The SCA12 mutation as a rare cause of spinocerebellar ataxia.

BACKGROUND

Spinocerebellar ataxias are a group of phenotypically and genetically heterogeneous disorders characterized by progressive degeneration of the cerebellum. The expansion of a CAG repeat upstream of the PP2APR55beta gene has been recently reported as a novel cause of a dominantly inherited ataxia (SCA12) in a kindred with limb tremor as an early feature.

OBJECTIVE

To explore the relative frequency of SCA12 among familial and sporadic spinocerebellar ataxias in an ethnically diverse patient population.

METHODS

We used polymerase chain reaction to analyze CAG repeat size in a series of patients presenting to an ataxia clinic in California.

RESULTS

The SCA12 expansion was not detected in any of the cases investigated.

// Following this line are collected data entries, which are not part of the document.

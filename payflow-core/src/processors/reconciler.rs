//! Reconciler processor.
//!
//! Recovers settlements for webhooks that never arrived: periodically lists
//! the invoices the processor reports as paid and settles the ones the ledger
//! still has as `issued`.

use std::sync::Arc;

use kanau::processor::Processor;
use sqlx::SqlitePool;
use tokio::sync::watch;
use tracing::{debug, error, info, warn};

use crate::config::ReconciliationConfig;
use crate::entities::invoice_records::GetInvoiceRecordById;
use crate::framework::DatabaseProcessor;
use crate::gateway::{GatewayError, InvoiceGateway};
use crate::processors::settlement::SettlementForwarder;

#[derive(Debug, Clone, Copy, Default, PartialEq, Eq)]
pub struct ReconcileReport {
    /// Invoices settled by this run.
    pub processed: u32,
    /// Invoices unknown locally, already received, or with nothing to forward.
    pub skipped: u32,
    pub errors: u32,
}

pub struct Reconciler {
    pool: SqlitePool,
    invoices: Arc<dyn InvoiceGateway>,
    settlement: Arc<SettlementForwarder>,
    config: ReconciliationConfig,
    shutdown_rx: watch::Receiver<bool>,
}

impl Reconciler {
    pub fn new(
        pool: SqlitePool,
        invoices: Arc<dyn InvoiceGateway>,
        settlement: Arc<SettlementForwarder>,
        config: ReconciliationConfig,
        shutdown_rx: watch::Receiver<bool>,
    ) -> Self {
        Self {
            pool,
            invoices,
            settlement,
            config,
            shutdown_rx,
        }
    }

    pub async fn run(mut self) {
        if !self.config.enabled {
            info!("Reconciler disabled");
            return;
        }
        info!(
            interval_secs = self.config.interval.as_secs(),
            page_limit = self.config.page_limit,
            "Reconciler started"
        );

        let mut delay = self.config.initial_delay;
        loop {
            tokio::select! {
                biased;

                changed = self.shutdown_rx.changed() => {
                    if changed.is_err() || *self.shutdown_rx.borrow() {
                        info!("Reconciler received shutdown signal");
                        break;
                    }
                }

                _ = tokio::time::sleep(delay) => {
                    match self.reconcile().await {
                        Ok(report) if report.processed > 0 || report.errors > 0 => {
                            info!(?report, "Reconciliation run finished");
                        }
                        Ok(report) => debug!(?report, "Reconciliation run finished"),
                        Err(e) => error!(error = %e, "Failed to list paid invoices"),
                    }
                    delay = self.config.interval;
                }
            }
        }
    }

    /// One reconciliation pass.
    pub async fn reconcile(&self) -> Result<ReconcileReport, GatewayError> {
        let paid = self
            .invoices
            .list_paid_invoices(self.config.page_limit)
            .await?;
        let db = DatabaseProcessor {
            pool: self.pool.clone(),
        };

        let mut report = ReconcileReport::default();
        for invoice in paid {
            let record = match db
                .process(GetInvoiceRecordById {
                    invoice_id: invoice.id.clone(),
                })
                .await
            {
                Ok(record) => record,
                Err(e) => {
                    warn!(invoice_id = %invoice.id, error = %e, "Ledger lookup failed");
                    report.errors += 1;
                    continue;
                }
            };

            match record {
                None => report.skipped += 1,
                Some(record) if record.is_received() => report.skipped += 1,
                Some(_) => {
                    match self
                        .settlement
                        .forward_payment(&invoice.id, invoice.amount, invoice.fee)
                        .await
                    {
                        Ok(Some(_)) => {
                            info!(invoice_id = %invoice.id, "Settled paid invoice missed by webhooks");
                            report.processed += 1;
                        }
                        Ok(None) => report.skipped += 1,
                        Err(e) => {
                            warn!(invoice_id = %invoice.id, error = %e, "Reconciliation settlement failed");
                            report.errors += 1;
                        }
                    }
                }
            }
        }
        Ok(report)
    }
}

The largest allele found had 22 repeats, a finding within the proposed nonpathogenic range. Distribution of repeat size and heterozygosity were similar to that described previously.

CONCLUSIONS

These results, coupled with findings in other populations, indicate that the SCA12 mutation is a rare cause of spinocerebellar degeneration. Diagnostic testing for SCA12 should be considered in patients with cerebellum disorders and an atypical clinical phenotype, especially when tremor is initially present.